* _GOAL OF THE EXERCISE_
Write out again, exactly, the lines below starting at the one with "bazaar-cli -- migrate" and ending at the one with "let state = AppState::new(config, pool);".

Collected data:
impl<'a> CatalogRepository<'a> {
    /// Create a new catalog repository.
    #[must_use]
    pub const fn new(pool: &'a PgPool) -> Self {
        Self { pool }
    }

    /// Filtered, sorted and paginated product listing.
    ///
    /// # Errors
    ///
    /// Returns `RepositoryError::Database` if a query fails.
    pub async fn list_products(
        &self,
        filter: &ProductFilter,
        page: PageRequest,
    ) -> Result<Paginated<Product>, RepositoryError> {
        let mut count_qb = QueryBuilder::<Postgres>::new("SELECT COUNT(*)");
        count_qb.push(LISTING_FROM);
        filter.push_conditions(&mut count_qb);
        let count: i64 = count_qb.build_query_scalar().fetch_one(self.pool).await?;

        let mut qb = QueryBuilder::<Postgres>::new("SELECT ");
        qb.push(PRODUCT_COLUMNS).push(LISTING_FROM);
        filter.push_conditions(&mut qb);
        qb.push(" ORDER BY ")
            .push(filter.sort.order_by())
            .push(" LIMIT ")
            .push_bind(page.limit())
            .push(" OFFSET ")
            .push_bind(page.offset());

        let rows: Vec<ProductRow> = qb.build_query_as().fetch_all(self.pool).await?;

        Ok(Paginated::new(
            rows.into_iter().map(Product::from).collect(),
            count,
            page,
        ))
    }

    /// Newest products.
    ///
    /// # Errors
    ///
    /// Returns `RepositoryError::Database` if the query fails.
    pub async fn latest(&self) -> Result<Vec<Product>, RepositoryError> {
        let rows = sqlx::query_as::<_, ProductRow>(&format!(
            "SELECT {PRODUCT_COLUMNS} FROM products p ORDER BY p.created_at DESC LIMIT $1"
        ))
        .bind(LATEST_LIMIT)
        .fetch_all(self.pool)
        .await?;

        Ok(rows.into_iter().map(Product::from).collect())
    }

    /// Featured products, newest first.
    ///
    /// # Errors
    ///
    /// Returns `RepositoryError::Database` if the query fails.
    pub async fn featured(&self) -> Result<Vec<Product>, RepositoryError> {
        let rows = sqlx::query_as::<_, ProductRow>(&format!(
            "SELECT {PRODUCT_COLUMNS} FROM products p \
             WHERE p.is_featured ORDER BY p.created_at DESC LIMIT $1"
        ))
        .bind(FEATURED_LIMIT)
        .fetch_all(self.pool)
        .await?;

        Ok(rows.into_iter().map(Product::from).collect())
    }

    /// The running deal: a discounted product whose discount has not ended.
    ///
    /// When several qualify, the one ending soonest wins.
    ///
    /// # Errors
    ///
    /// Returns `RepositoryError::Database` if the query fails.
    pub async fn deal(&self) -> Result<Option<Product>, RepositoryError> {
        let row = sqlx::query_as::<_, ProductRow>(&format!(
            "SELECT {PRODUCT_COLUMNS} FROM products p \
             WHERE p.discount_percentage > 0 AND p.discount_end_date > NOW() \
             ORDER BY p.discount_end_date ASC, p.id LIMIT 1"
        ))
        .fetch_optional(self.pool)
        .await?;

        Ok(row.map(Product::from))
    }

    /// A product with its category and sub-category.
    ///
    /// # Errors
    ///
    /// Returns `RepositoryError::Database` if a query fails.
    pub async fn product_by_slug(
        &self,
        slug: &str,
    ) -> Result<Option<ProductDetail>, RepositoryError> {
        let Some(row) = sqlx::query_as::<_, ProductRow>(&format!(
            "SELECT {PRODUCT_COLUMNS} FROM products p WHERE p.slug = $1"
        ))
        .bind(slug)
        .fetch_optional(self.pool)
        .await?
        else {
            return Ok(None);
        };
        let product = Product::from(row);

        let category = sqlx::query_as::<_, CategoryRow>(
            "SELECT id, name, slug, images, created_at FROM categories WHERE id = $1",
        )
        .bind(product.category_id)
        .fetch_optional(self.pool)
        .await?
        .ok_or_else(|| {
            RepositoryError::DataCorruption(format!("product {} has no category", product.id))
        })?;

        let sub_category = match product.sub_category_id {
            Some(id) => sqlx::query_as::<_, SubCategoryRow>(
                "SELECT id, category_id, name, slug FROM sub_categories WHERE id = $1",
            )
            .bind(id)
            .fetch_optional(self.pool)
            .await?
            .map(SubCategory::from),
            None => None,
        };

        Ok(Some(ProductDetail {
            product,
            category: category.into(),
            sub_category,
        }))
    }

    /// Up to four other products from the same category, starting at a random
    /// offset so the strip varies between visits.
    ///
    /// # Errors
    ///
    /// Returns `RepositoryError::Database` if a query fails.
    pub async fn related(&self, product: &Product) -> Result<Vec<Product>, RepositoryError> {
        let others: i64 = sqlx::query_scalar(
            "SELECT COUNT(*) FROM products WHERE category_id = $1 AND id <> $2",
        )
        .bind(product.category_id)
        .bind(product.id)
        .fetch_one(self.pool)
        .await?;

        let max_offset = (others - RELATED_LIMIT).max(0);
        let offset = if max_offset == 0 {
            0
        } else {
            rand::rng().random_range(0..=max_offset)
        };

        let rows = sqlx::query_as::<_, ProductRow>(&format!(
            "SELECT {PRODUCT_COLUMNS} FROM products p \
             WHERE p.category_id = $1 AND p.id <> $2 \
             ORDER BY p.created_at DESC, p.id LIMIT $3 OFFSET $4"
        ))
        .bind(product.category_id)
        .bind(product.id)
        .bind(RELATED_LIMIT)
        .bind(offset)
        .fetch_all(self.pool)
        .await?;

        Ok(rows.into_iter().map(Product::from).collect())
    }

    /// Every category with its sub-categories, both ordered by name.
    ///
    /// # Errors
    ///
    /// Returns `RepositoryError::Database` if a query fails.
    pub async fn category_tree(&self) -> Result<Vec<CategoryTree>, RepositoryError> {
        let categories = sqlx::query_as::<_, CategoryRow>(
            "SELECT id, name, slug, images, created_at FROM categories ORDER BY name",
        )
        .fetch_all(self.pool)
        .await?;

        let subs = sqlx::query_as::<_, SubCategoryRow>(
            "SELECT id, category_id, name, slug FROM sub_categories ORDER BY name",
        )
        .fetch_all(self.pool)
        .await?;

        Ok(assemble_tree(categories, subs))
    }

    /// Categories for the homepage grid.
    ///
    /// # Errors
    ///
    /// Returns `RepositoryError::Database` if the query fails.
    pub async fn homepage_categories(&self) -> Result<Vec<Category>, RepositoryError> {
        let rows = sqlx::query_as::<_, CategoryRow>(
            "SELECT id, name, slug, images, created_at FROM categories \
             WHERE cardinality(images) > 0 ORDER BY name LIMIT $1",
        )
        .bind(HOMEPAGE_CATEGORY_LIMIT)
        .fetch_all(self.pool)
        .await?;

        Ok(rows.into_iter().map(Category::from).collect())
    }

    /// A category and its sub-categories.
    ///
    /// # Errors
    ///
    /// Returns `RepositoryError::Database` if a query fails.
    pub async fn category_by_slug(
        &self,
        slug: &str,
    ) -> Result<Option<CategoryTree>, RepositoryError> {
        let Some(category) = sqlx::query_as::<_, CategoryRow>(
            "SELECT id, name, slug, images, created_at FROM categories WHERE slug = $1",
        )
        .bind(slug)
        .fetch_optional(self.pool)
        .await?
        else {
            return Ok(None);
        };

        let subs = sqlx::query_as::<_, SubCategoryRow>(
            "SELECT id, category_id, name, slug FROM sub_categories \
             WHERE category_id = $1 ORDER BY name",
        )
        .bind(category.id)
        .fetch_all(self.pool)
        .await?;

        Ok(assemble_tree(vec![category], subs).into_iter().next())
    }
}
...
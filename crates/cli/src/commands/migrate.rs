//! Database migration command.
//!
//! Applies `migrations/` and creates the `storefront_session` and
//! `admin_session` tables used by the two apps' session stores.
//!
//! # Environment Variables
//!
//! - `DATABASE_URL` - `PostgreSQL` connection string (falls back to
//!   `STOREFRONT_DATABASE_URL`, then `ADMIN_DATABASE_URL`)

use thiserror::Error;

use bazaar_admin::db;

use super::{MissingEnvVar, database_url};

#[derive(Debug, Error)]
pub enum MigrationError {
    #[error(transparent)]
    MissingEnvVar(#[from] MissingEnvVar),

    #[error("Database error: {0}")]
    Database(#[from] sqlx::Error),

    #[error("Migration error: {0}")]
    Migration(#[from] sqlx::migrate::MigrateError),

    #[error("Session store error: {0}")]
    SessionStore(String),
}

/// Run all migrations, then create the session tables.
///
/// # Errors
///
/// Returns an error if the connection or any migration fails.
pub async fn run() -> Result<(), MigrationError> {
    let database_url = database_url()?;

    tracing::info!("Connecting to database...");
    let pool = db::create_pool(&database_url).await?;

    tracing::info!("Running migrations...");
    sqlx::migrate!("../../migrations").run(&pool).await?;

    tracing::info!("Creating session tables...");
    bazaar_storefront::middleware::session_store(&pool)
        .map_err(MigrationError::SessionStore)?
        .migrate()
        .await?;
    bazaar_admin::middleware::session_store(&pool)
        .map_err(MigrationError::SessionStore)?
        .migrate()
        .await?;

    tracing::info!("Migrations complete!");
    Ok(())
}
==
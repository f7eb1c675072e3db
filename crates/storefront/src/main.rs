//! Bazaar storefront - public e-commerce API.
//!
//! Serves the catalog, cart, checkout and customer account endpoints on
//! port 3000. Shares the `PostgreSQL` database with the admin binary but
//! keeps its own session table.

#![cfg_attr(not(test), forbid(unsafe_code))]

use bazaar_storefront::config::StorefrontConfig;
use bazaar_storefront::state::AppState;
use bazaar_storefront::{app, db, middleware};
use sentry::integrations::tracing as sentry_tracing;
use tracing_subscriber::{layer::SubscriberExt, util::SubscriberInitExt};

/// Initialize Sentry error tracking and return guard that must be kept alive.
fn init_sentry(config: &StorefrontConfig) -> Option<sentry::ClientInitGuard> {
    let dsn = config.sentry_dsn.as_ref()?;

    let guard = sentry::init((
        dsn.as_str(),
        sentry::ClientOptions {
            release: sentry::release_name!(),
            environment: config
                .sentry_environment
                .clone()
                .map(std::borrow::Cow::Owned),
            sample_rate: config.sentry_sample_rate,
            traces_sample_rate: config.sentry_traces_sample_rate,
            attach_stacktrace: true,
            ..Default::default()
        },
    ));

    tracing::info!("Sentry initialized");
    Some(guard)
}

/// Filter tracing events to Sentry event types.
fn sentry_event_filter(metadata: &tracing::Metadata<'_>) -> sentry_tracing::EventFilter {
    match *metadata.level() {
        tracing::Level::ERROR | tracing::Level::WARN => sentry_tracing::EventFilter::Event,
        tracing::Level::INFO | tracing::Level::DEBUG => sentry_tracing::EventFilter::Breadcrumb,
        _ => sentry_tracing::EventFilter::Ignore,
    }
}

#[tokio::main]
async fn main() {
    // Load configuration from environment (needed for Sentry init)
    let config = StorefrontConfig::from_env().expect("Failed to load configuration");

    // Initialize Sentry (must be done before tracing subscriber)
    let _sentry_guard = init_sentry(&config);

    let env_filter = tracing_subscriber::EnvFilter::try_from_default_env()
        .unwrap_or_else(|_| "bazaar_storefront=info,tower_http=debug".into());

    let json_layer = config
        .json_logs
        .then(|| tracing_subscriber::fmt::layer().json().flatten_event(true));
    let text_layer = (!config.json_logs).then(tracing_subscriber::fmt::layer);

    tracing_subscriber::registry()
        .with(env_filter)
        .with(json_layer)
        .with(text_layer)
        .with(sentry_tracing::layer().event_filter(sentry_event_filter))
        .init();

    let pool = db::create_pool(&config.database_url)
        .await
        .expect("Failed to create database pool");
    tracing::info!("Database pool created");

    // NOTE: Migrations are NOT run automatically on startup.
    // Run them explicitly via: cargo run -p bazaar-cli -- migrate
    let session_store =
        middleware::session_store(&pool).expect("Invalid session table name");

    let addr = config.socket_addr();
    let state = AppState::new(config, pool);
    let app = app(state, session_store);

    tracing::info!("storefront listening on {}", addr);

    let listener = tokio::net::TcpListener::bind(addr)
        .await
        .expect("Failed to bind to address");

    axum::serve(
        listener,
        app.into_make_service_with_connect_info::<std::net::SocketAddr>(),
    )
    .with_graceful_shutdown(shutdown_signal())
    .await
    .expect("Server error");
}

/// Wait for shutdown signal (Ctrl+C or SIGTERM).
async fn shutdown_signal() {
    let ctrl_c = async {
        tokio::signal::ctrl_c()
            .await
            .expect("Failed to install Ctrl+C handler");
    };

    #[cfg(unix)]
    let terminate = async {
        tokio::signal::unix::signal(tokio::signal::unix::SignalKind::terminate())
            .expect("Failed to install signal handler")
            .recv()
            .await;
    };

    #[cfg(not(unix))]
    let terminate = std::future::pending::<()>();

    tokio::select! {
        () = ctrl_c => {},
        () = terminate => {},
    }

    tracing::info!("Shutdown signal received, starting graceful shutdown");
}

* _PROBLEM SOLUTION_
    // Run them explicitly via: cargo run -p bazaar-cli -- migrate
    let session_store =
        middleware::session_store(&pool).expect("Invalid session table name");

    let addr = config.socket_addr();
    let state = AppState::new(config, pool);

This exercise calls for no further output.